Start of Block

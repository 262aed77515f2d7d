use sea_orm::entity::prelude::*;

#[derive(Clone, Debug, PartialEq, Eq, DeriveEntityModel)]
#[sea_orm(table_name = "recipes")]
pub struct Model {
    #[sea_orm(primary_key)]
    pub id: i32,

    /// `None` for editorial recipes that no user uploaded.
    pub author_id: Option<i32>,

    pub name: String,

    #[sea_orm(column_type = "Text")]
    pub description: String,

    pub media_url: Option<String>,

    /// "video", "gif" or "image"
    pub media_type: String,

    pub duration_sec: Option<i32>,

    /// Minutes
    pub prep_time: i32,

    /// Minutes
    pub cook_time: i32,

    pub servings: i32,

    pub category_id: i32,

    pub is_public: bool,

    pub created_at: String,

    pub updated_at: String,
}

#[derive(Copy, Clone, Debug, EnumIter, DeriveRelation)]
pub enum Relation {
    #[sea_orm(
        belongs_to = "super::users::Entity",
        from = "Column::AuthorId",
        to = "super::users::Column::Id",
        on_update = "Cascade",
        on_delete = "Cascade"
    )]
    Author,
    #[sea_orm(
        belongs_to = "super::categories::Entity",
        from = "Column::CategoryId",
        to = "super::categories::Column::Id",
        on_update = "Cascade",
        on_delete = "Restrict"
    )]
    Category,
    #[sea_orm(has_many = "super::ingredients::Entity")]
    Ingredients,
    #[sea_orm(has_many = "super::instruction_steps::Entity")]
    InstructionSteps,
}

impl Related<super::users::Entity> for Entity {
    fn to() -> RelationDef {
        Relation::Author.def()
    }
}

impl Related<super::categories::Entity> for Entity {
    fn to() -> RelationDef {
        Relation::Category.def()
    }
}

impl Related<super::ingredients::Entity> for Entity {
    fn to() -> RelationDef {
        Relation::Ingredients.def()
    }
}

impl Related<super::instruction_steps::Entity> for Entity {
    fn to() -> RelationDef {
        Relation::InstructionSteps.def()
    }
}

impl ActiveModelBehavior for ActiveModel {}
use crate::services::SuggestionKind;
use crate::state::AppState;

use super::print_json;

pub async fn cmd_search(
    state: &AppState,
    token: Option<&str>,
    query: &str,
    json: bool,
) -> anyhow::Result<()> {
    let user = state.current_user(token).await?;
    let results = state.search.search(user, query).await?;

    if json {
        return print_json(&results);
    }

    if results.is_empty() {
        println!("No recipes match '{query}'.");
        return Ok(());
    }

    println!("Found {} recipe(s) for '{query}':", results.len());
    println!("{:-<70}", "");
    for recipe in results {
        println!("[{}] {}", recipe.id, recipe.name);
        println!("    {}", recipe.description);
    }

    Ok(())
}

pub async fn cmd_suggest(
    state: &AppState,
    token: Option<&str>,
    partial: &str,
    json: bool,
) -> anyhow::Result<()> {
    let user = state.current_user(token).await?;
    let suggestions = state.search.get_suggestions(user, partial).await?;

    if json {
        return print_json(&suggestions);
    }

    for suggestion in suggestions {
        let icon = match suggestion.kind {
            SuggestionKind::History => "⟲",
            SuggestionKind::Recipe => "•",
        };
        println!("{icon} {}", suggestion.value);
    }

    Ok(())
}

End of Block

▸ WHAT THE TASK ASKS
Give every entry back exactly as it was written above.

▸ SOLUTION
repository 262aed77515f2d7d
use sea_orm::entity::prelude::*;

#[derive(Clone, Debug, PartialEq, Eq, DeriveEntityModel)]
#[sea_orm(table_name = "recipes")]
pub struct Model {
    #[sea_orm(primary_key)]
    pub id: i32,

    /// `None` for editorial recipes that no user uploaded.
    pub author_id: Option<i32>,

    pub name: String,

    #[sea_orm(column_type = "Text")]
    pub description: String,

    pub media_url: Option<String>,

    /// "video", "gif" or "image"
    pub media_type: String,

    pub duration_sec: Option<i32>,

    /// Minutes
    pub prep_time: i32,

    /// Minutes
    pub cook_time: i32,

    pub servings: i32,

    pub category_id: i32,

    pub is_public: bool,

    pub created_at: String,

    pub updated_at: String,
}

#[derive(Copy, Clone, Debug, EnumIter, DeriveRelation)]
pub enum Relation {
    #[sea_orm(
        belongs_to = "super::users::Entity",
        from = "Column::AuthorId",
        to = "super::users::Column::Id",
        on_update = "Cascade",
        on_delete = "Cascade"
    )]
    Author,
    #[sea_orm(
        belongs_to = "super::categories::Entity",
        from = "Column::CategoryId",
        to = "super::categories::Column::Id",
        on_update = "Cascade",
        on_delete = "Restrict"
    )]
    Category,
    #[sea_orm(has_many = "super::ingredients::Entity")]
    Ingredients,
    #[sea_orm(has_many = "super::instruction_steps::Entity")]
    InstructionSteps,
}

impl Related<super::users::Entity> for Entity {
    fn to() -> RelationDef {
        Relation::Author.def()
    }
}

impl Related<super::categories::Entity> for Entity {
    fn to() -> RelationDef {
        Relation::Category.def()
    }
}

impl Related<super::ingredients::Entity> for Entity {
    fn to() -> RelationDef {
        Relation::Ingredients.def()
    }
}

impl Related<super::instruction_steps::Entity> for Entity {
    fn to() -> RelationDef {
        Relation::InstructionSteps.def()
    }
}

impl ActiveModelBehavior for ActiveModel {}
use crate::services::SuggestionKind;
use crate::state::AppState;

use super::print_json;

pub async fn cmd_search(
    state: &AppState,
    token: Option<&str>,
    query: &str,
    json: bool,
) -> anyhow::Result<()> {
    let user = state.current_user(token).await?;
    let results = state.search.search(user, query).await?;

    if json {
        return print_json(&results);
    }

    if results.is_empty() {
        println!("No recipes match '{query}'.");
        return Ok(());
    }

    println!("Found {} recipe(s) for '{query}':", results.len());
    println!("{:-<70}", "");
    for recipe in results {
        println!("[{}] {}", recipe.id, recipe.name);
        println!("    {}", recipe.description);
    }

    Ok(())
}

pub async fn cmd_suggest(
    state: &AppState,
    token: Option<&str>,
    partial: &str,
    json: bool,
) -> anyhow::Result<()> {
    let user = state.current_user(token).await?;
    let suggestions = state.search.get_suggestions(user, partial).await?;

    if json {
        return print_json(&suggestions);
    }

    for suggestion in suggestions {
        let icon = match suggestion.kind {
            SuggestionKind::History => "⟲",
            SuggestionKind::Recipe => "•",
        };
        println!("{icon} {}", suggestion.value);
    }

    Ok(())
}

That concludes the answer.